───── MATERIAL SHOWN

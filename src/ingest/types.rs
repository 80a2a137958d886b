//! Post and event types for the Synheart Rhythm Agent.
//!
//! `RawPost` is the wire shape of an upstream post. `Event` is the immutable,
//! validated form the analysis core consumes: a UTC instant, the author's UTC
//! offset in whole hours, and the post text.

use chrono::{DateTime, FixedOffset, Offset, TimeZone, Timelike, Utc};
use chrono_tz::Tz;
use serde::{Deserialize, Serialize};

/// Upstream timestamp format, e.g. `Wed Oct 10 20:19:24 +0000 2018`.
pub const CREATED_AT_FORMAT: &str = "%a %b %d %H:%M:%S %z %Y";

/// A single post as delivered by the upstream timeline API.
#[derive(Debug, Clone, Serialize, Deserialize)]
pub struct RawPost {
    /// Creation time in the upstream format or RFC3339
    pub created_at: String,
    /// Author UTC offset in hours
    #[serde(default, skip_serializing_if = "Option::is_none")]
    pub utc_offset_hours: Option<i32>,
    /// Author UTC offset in seconds (legacy profile field)
    #[serde(default, skip_serializing_if = "Option::is_none")]
    pub utc_offset: Option<i32>,
    /// Post body
    #[serde(default)]
    pub text: String,
}

impl RawPost {
    /// Create a post with an explicit hour offset.
    pub fn new(created_at: impl Into<String>, utc_offset_hours: i32, text: impl Into<String>) -> Self {
        Self {
            created_at: created_at.into(),
            utc_offset_hours: Some(utc_offset_hours),
            utc_offset: None,
            text: text.into(),
        }
    }

    /// Convert into an `Event`.
    ///
    /// The offset is resolved from `utc_offset_hours`, then the legacy
    /// `utc_offset` seconds field, then `fallback_tz` evaluated at the post's
    /// instant, and finally UTC.
    pub fn to_event(&self, fallback_tz: Option<Tz>) -> Result<Event, IngestError> {
        let timestamp = parse_created_at(&self.created_at)?;

        let utc_offset_hours = match (self.utc_offset_hours, self.utc_offset) {
            (Some(hours), _) => hours,
            (None, Some(seconds)) => seconds / 3600,
            (None, None) => fallback_tz
                .map(|tz| tz_offset_hours(tz, timestamp))
                .unwrap_or(0),
        };

        Ok(Event::new(timestamp, utc_offset_hours, self.text.clone()))
    }
}

/// A time-stamped, timezone-tagged post.
#[derive(Debug, Clone, PartialEq, Serialize, Deserialize)]
pub struct Event {
    /// When the post was created
    pub timestamp: DateTime<Utc>,
    /// Author UTC offset in hours (applied unchecked)
    pub utc_offset_hours: i32,
    /// Post body
    pub text: String,
}

impl Event {
    pub fn new(timestamp: DateTime<Utc>, utc_offset_hours: i32, text: impl Into<String>) -> Self {
        Self {
            timestamp,
            utc_offset_hours,
            text: text.into(),
        }
    }

    /// Local minute of day under the given hour offset.
    ///
    /// Only the hour is shifted; the minute is taken from the UTC timestamp.
    pub fn local_minute_of_day(&self, offset_hours: i32) -> u32 {
        let hour = (self.timestamp.hour() as i64 + offset_hours as i64).rem_euclid(24) as u32;
        hour * 60 + self.timestamp.minute()
    }
}

/// Parse an upstream `created_at` value, accepting RFC3339 as a fallback.
pub fn parse_created_at(value: &str) -> Result<DateTime<Utc>, IngestError> {
    let value = value.trim();
    DateTime::<FixedOffset>::parse_from_str(value, CREATED_AT_FORMAT)
        .or_else(|_| DateTime::parse_from_rfc3339(value))
        .map(|dt| dt.with_timezone(&Utc))
        .map_err(|_| IngestError::InvalidTimestamp(value.to_string()))
}

/// Parse an IANA timezone name.
pub fn parse_timezone(name: &str) -> Result<Tz, IngestError> {
    name.trim()
        .parse::<Tz>()
        .map_err(|_| IngestError::UnknownTimezone(name.to_string()))
}

/// Whole-hour UTC offset of `tz` at the given instant.
pub fn tz_offset_hours(tz: Tz, at: DateTime<Utc>) -> i32 {
    tz.offset_from_utc_datetime(&at.naive_utc())
        .fix()
        .local_minus_utc()
        / 3600
}

/// Ingest errors.
#[derive(Debug)]
pub enum IngestError {
    IoError(String),
    ParseError(String),
    InvalidTimestamp(String),
    UnknownTimezone(String),
}

impl std::fmt::Display for IngestError {
    fn fmt(&self, f: &mut std::fmt::Formatter<'_>) -> std::fmt::Result {
        match self {
            IngestError::IoError(e) => write!(f, "IO error: {e}"),
            IngestError::ParseError(e) => write!(f, "Parse error: {e}"),
            IngestError::InvalidTimestamp(v) => write!(f, "Invalid timestamp: {v:?}"),
            IngestError::UnknownTimezone(v) => write!(f, "Unknown timezone: {v:?}"),
        }
    }
}

impl std::error::Error for IngestError {}

#[cfg(test)]
mod tests {
    use super::*;
    use chrono::Datelike;

    #[test]
    fn test_parse_upstream_format() {
        let ts = parse_created_at("Wed Oct 10 20:19:24 +0000 2018").unwrap();
        assert_eq!(ts.year(), 2018);
        assert_eq!(ts.hour(), 20);
        assert_eq!(ts.minute(), 19);
    }

    #[test]
    fn test_parse_rfc3339_fallback() {
        let ts = parse_created_at("2024-01-22T10:05:00Z").unwrap();
        assert_eq!(ts.hour(), 10);
        assert_eq!(ts.minute(), 5);
    }

    #[test]
    fn test_parse_invalid_timestamp() {
        assert!(matches!(
            parse_created_at("yesterday"),
            Err(IngestError::InvalidTimestamp(_))
        ));
    }

    #[test]
    fn test_local_minute_wraps_negative_offset() {
        let ts = parse_created_at("2024-01-22T02:30:00Z").unwrap();
        let event = Event::new(ts, -5, "late");
        // 02:30 UTC at -5 is 21:30 local
        assert_eq!(event.local_minute_of_day(-5), 21 * 60 + 30);
    }

    #[test]
    fn test_local_minute_applies_large_offset_unchecked() {
        let ts = parse_created_at("2024-01-22T10:00:00Z").unwrap();
        let event = Event::new(ts, 30, "odd");
        assert_eq!(event.local_minute_of_day(30), 16 * 60);
    }

    #[test]
    fn test_offset_resolution_order() {
        let mut post = RawPost::new("2024-07-01T12:00:00Z", 3, "hi");
        assert_eq!(post.to_event(None).unwrap().utc_offset_hours, 3);

        post.utc_offset_hours = None;
        post.utc_offset = Some(-25200);
        assert_eq!(post.to_event(None).unwrap().utc_offset_hours, -7);

        post.utc_offset = None;
        let tz = parse_timezone("America/Los_Angeles").unwrap();
        // PDT in July
        assert_eq!(post.to_event(Some(tz)).unwrap().utc_offset_hours, -7);
        assert_eq!(post.to_event(None).unwrap().utc_offset_hours, 0);
    }

    #[test]
    fn test_unknown_timezone() {
        assert!(parse_timezone("Mars/Olympus").is_err());
    }
}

──────────

REQUIREMENT
A single number is the answer here: how many lines above carry the string "text"?

EXERCISE RESPONSE
8